Wenn es mal so wäre. Denn die Landtagsfraktion scheint in dieser Frage jetzt ganz klar auf der falschen Seite zu stehen. Schließlich hatten der Flüchtlingsrat Brandenburg und der Hilfsverein »Wir packen’s an« mehr als 18 000 Unterschriften gegen ein geplantes Abschiebezentrum am Großflughafen BER in Schönefeld gesammelt und am Donnerstag an den Petitionsausschuss des Landtags übergeben. Zu den Abgeordneten, die die Listen entgegennahmen, gehörten auch Petra Budke, Marie Schäffer und Carla Kniestedt von den Grünen. Als dann aber am frühen Abend die Linksfraktion einen Stopp des Bauvorhabens am Airport beantragte, stimmten die Grünen geschlossen dagegen – so wie auch SPD, CDU und AfD. Nur die Freien Wähler enthielten sich. Die Abgeordnete Isabelle Vandré (Linke) hätte sich gewünscht, dass die Grünen wenigstens »den Arsch in der Hose« gehabt hätten, im entscheidenden Moment den Plenarsaal zu verlassen, um nicht in Nibelungentreue zu den Koalitionspartnern SPD und CDU gegen die eigene Überzeugung stimmen zu müssen. Denn an Lippenbekenntnissen fehlt es nicht. Doch in zwei Koalitionsausschüssen bewirkten die Grünen in dieser Frage praktisch nichts, wie ihnen die Landtagsabgeordnete Andrea Johlige (Linke) vorhielt.

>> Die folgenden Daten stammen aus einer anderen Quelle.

//! TypeScript const declaration builder.

use sqlts_codegen::{CodeFragment, Renderable};

/// Builder for TypeScript const declarations.
#[derive(Debug, Clone, PartialEq)]
pub struct Const {
    name: String,
    value: String,
    ty: Option<String>,
    exported: bool,
}

impl Const {
    /// A const bound to a raw expression.
    pub fn new(name: impl Into<String>, value: impl Into<String>) -> Self {
        Self {
            name: name.into(),
            value: value.into(),
            ty: None,
            exported: true,
        }
    }

    /// A const bound to a template literal holding `text` verbatim.
    pub fn template(name: impl Into<String>, text: &str) -> Self {
        Self::new(name, format!("`{}`", escape_template(text)))
    }

    /// Add a type annotation.
    pub fn ty(mut self, ty: impl Into<String>) -> Self {
        self.ty = Some(ty.into());
        self
    }

    /// Make this const private (not exported).
    pub fn private(mut self) -> Self {
        self.exported = false;
        self
    }
}

impl Renderable for Const {
    fn to_fragments(&self) -> Vec<CodeFragment> {
        let export = if self.exported { "export " } else { "" };
        let type_annotation = match &self.ty {
            Some(ty) => format!(": {}", ty),
            None => String::new(),
        };

        // Continuation lines of a multi-line value are emitted as-is; inside
        // a template literal any added indentation would change the string.
        let mut lines: Vec<String> = self.value.split('\n').map(str::to_string).collect();
        if let Some(first) = lines.first_mut() {
            *first = format!("{}const {}{} = {}", export, self.name, type_annotation, first);
        }
        if let Some(last) = lines.last_mut() {
            last.push(';');
        }
        lines.into_iter().map(CodeFragment::Line).collect()
    }
}

/// Escape text for embedding inside a backtick template literal.
pub(crate) fn escape_template(text: &str) -> String {
    let mut out = String::with_capacity(text.len());
    let mut chars = text.chars().peekable();
    while let Some(c) = chars.next() {
        match c {
            '\\' => out.push_str("\\\\"),
            '`' => out.push_str("\\`"),
            '$' if chars.peek() == Some(&'{') => out.push_str("\\$"),
            _ => out.push(c),
        }
    }
    out
}

#[cfg(test)]
mod tests {
    use super::*;
    use crate::ast::build;

    #[test]
    fn test_simple_const() {
        let c = build(&Const::new("foo", "42"));
        assert_eq!(c, "export const foo = 42;\n");
    }

    #[test]
    fn test_const_with_type() {
        let c = build(&Const::new("limit", "10").ty("number").private());
        assert_eq!(c, "const limit: number = 10;\n");
    }

    #[test]
    fn test_multiline_template_const() {
        let c = build(&Const::template(
            "getAuthorQuery",
            "-- name: GetAuthor :one\nSELECT id FROM authors\n  WHERE id = $1",
        ));
        assert_eq!(
            c,
            "export const getAuthorQuery = `-- name: GetAuthor :one\nSELECT id FROM authors\n  WHERE id = $1`;\n"
        );
    }

    #[test]
    fn test_template_escapes_backticks_and_interpolation() {
        assert_eq!(escape_template("a `b`"), "a \\`b\\`");
        assert_eq!(escape_template("${x} $1"), "\\${x} $1");
        assert_eq!(escape_template("c:\\path"), "c:\\\\path");
    }

    #[test]
    fn test_template_keeps_blank_lines() {
        let c = build(&Const::template("q", "SELECT 1\n\nFROM t"));
        assert_eq!(c, "export const q = `SELECT 1\n\nFROM t`;\n");
    }
}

Die unabhängige Rechtsberatung für Flüchtlinge, die von der Grünen-Landesvorsitzenden Julia Schmidt als Verhandlungserfolg verbucht worden sei, habe bereits vorher in den Projektunterlagen gestanden. Was die Grünen-Abgeordnete Schäffer betrifft, die am Donnerstag im Landtag zur Sache sprach und dabei ihr Unbehagen nicht verhehlen konnte, gestand Andrea Johlige, sie sei sich nicht ganz sicher, ob ihr Schäffer leid tut oder ob sie Schäffer bewundern soll für deren Fähigkeit, sich zu verbiegen.

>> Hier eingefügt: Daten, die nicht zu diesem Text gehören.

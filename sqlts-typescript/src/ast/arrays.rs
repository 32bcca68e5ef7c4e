//! TypeScript/JavaScript array literal builder.

/// An element in a JavaScript array literal.
#[derive(Debug, Clone, PartialEq)]
pub enum ArrayElement {
    /// A literal string value (will be quoted).
    String(String),
    /// A raw expression (will not be quoted).
    Raw(String),
}

impl ArrayElement {
    fn render(&self) -> String {
        match self {
            Self::String(s) => format!("\"{}\"", s),
            Self::Raw(s) => s.clone(),
        }
    }
}

/// Builder for JavaScript/TypeScript array literals.
#[derive(Debug, Clone, Default, PartialEq)]
pub struct JsArray {
    elements: Vec<ArrayElement>,
}

impl JsArray {
    pub fn new() -> Self {
        Self::default()
    }

    /// Create an array from raw expressions.
    pub fn from_raw<I, S>(iter: I) -> Self
    where
        I: IntoIterator<Item = S>,
        S: Into<String>,
    {
        Self {
            elements: iter
                .into_iter()
                .map(|s| ArrayElement::Raw(s.into()))
                .collect(),
        }
    }

    /// Add a string element (will be quoted).
    pub fn string(mut self, value: impl Into<String>) -> Self {
        self.elements.push(ArrayElement::String(value.into()));
        self
    }

    /// Add a raw expression element (will not be quoted).
    pub fn raw(mut self, value: impl Into<String>) -> Self {
        self.elements.push(ArrayElement::Raw(value.into()));
        self
    }

    pub fn is_empty(&self) -> bool {
        self.elements.is_empty()
    }

    /// Render the elements as a comma separated list, without brackets.
    pub fn elements(&self) -> String {
        self.elements
            .iter()
            .map(ArrayElement::render)
            .collect::<Vec<_>>()
            .join(", ")
    }

    /// Render as an inline `[a, b]` literal.
    pub fn build(&self) -> String {
        format!("[{}]", self.elements())
    }
}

Es geht um ein Behördenzentrum von Bund und Land, das die Ein- und Ausreise von Geflüchteten abwickeln soll und sich gemessen an den Kapazitäten für Ankunft und Ausreise als Abschiebedrehkreuz erweist. Ein privater Investor soll die erforderlichen Gebäude für 155 Millionen Euro errichten und dann ab 2025 für 30 Jahre an den Staat vermieten. 470 Millionen Euro Kaltmiete würde er kassieren, die Preissteigerungen nicht mitgerechnet, sagte die Abgeordnete Johlige. Parlamentskollege Péter Vida von den Freien Wählern habe das eine »obszöne« Rendite genannt. Dieser Einschätzung könne sie sich nur anschließen.
Zu dem asylpolitischen Skandal kommt demnach also noch ein finanzpolitischer. »Überdimensioniert«, überteuert und »fahrlässig« nannte Johlige das Vorhaben. Sie könne sich vorstellen, dass sich irgendwann einmal ein Untersuchungsausschuss damit befassen werde. Der Rechnungshof könnte sich ebenfalls dafür interessieren, vielleicht sogar die schwerpunktmäßig für Korruptionsfälle zuständige Staatsanwaltschaft in Neuruppin.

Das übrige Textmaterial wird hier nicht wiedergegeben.